(Dataset entries)
——————————
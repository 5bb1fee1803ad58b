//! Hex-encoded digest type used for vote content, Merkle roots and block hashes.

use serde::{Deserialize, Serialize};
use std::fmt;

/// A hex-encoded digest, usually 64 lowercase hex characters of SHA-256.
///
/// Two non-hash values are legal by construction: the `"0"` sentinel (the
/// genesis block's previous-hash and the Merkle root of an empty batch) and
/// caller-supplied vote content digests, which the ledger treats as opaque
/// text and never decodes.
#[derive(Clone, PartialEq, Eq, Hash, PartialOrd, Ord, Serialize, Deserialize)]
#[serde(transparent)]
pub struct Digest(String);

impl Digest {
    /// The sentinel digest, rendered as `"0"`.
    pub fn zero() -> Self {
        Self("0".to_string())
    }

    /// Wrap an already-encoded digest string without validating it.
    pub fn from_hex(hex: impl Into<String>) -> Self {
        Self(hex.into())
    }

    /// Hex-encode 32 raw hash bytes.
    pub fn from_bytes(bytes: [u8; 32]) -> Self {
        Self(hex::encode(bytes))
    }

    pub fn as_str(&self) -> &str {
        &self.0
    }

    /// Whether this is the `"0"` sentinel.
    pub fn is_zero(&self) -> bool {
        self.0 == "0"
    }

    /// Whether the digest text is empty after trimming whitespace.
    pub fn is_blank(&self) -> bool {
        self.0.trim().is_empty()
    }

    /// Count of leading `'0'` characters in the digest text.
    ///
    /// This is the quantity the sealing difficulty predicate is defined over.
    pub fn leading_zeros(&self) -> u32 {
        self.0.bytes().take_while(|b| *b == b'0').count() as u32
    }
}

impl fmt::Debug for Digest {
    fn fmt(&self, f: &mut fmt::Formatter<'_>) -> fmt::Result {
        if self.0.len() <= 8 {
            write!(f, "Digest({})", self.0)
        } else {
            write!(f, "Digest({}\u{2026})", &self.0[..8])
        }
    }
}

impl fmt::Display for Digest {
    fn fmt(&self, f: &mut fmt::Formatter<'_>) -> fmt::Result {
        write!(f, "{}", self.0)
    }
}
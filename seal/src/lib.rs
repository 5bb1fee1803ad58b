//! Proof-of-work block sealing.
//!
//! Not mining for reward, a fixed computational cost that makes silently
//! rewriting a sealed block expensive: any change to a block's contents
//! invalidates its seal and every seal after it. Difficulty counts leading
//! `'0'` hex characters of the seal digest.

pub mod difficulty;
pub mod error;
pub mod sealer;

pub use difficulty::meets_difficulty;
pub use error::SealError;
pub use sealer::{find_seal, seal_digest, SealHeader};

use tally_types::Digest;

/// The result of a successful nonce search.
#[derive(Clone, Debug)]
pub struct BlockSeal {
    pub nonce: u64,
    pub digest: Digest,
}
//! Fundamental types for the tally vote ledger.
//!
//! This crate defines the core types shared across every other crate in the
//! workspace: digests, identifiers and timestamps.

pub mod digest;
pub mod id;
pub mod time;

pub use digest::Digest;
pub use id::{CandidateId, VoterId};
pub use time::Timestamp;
——————————
• **DIRECTIONS FOR THIS TASK**: Search the data above for "sentinel" and copy every line where it turns up.

• **THE ANSWER**:
/// Two non-hash values are legal by construction: the `"0"` sentinel (the
    /// The sentinel digest, rendered as `"0"`.
    /// Whether this is the `"0"` sentinel.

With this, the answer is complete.